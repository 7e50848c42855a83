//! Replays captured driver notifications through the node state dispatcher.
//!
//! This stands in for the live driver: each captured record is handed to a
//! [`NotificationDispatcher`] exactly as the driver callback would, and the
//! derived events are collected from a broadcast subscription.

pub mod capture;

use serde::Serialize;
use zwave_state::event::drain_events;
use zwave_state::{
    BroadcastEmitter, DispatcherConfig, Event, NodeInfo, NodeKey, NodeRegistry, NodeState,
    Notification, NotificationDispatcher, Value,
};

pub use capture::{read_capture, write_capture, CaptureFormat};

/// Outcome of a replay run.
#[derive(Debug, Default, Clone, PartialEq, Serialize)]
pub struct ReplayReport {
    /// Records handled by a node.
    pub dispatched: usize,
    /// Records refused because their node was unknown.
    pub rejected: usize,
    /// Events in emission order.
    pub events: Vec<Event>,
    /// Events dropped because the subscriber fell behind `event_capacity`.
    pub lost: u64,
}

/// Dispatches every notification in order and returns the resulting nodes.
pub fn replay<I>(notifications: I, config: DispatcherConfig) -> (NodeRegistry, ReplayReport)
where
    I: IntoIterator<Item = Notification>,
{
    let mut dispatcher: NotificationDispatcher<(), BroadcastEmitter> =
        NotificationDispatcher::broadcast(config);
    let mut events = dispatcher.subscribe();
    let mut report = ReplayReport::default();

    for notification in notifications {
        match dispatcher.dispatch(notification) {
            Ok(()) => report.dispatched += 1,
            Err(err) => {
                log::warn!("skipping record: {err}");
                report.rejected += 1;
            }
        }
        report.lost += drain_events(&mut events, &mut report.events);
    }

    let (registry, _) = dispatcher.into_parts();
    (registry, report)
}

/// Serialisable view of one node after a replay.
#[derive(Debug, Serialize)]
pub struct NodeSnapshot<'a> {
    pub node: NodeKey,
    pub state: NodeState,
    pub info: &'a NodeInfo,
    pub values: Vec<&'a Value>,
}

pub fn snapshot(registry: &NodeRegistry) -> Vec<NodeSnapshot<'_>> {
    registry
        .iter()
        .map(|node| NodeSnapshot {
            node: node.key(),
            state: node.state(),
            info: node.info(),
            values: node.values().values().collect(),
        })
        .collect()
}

Directions: Every entry should be retyped exactly as shown.

Exercise result:
repository 7e50848c42855a83
//! Replays captured driver notifications through the node state dispatcher.
//!
//! This stands in for the live driver: each captured record is handed to a
//! [`NotificationDispatcher`] exactly as the driver callback would, and the
//! derived events are collected from a broadcast subscription.

pub mod capture;

use serde::Serialize;
use zwave_state::event::drain_events;
use zwave_state::{
    BroadcastEmitter, DispatcherConfig, Event, NodeInfo, NodeKey, NodeRegistry, NodeState,
    Notification, NotificationDispatcher, Value,
};

pub use capture::{read_capture, write_capture, CaptureFormat};

/// Outcome of a replay run.
#[derive(Debug, Default, Clone, PartialEq, Serialize)]
pub struct ReplayReport {
    /// Records handled by a node.
    pub dispatched: usize,
    /// Records refused because their node was unknown.
    pub rejected: usize,
    /// Events in emission order.
    pub events: Vec<Event>,
    /// Events dropped because the subscriber fell behind `event_capacity`.
    pub lost: u64,
}

/// Dispatches every notification in order and returns the resulting nodes.
pub fn replay<I>(notifications: I, config: DispatcherConfig) -> (NodeRegistry, ReplayReport)
where
    I: IntoIterator<Item = Notification>,
{
    let mut dispatcher: NotificationDispatcher<(), BroadcastEmitter> =
        NotificationDispatcher::broadcast(config);
    let mut events = dispatcher.subscribe();
    let mut report = ReplayReport::default();

    for notification in notifications {
        match dispatcher.dispatch(notification) {
            Ok(()) => report.dispatched += 1,
            Err(err) => {
                log::warn!("skipping record: {err}");
                report.rejected += 1;
            }
        }
        report.lost += drain_events(&mut events, &mut report.events);
    }

    let (registry, _) = dispatcher.into_parts();
    (registry, report)
}

/// Serialisable view of one node after a replay.
#[derive(Debug, Serialize)]
pub struct NodeSnapshot<'a> {
    pub node: NodeKey,
    pub state: NodeState,
    pub info: &'a NodeInfo,
    pub values: Vec<&'a Value>,
}

pub fn snapshot(registry: &NodeRegistry) -> Vec<NodeSnapshot<'_>> {
    registry
        .iter()
        .map(|node| NodeSnapshot {
            node: node.key(),
            state: node.state(),
            info: node.info(),
            values: node.values().values().collect(),
        })
        .collect()
}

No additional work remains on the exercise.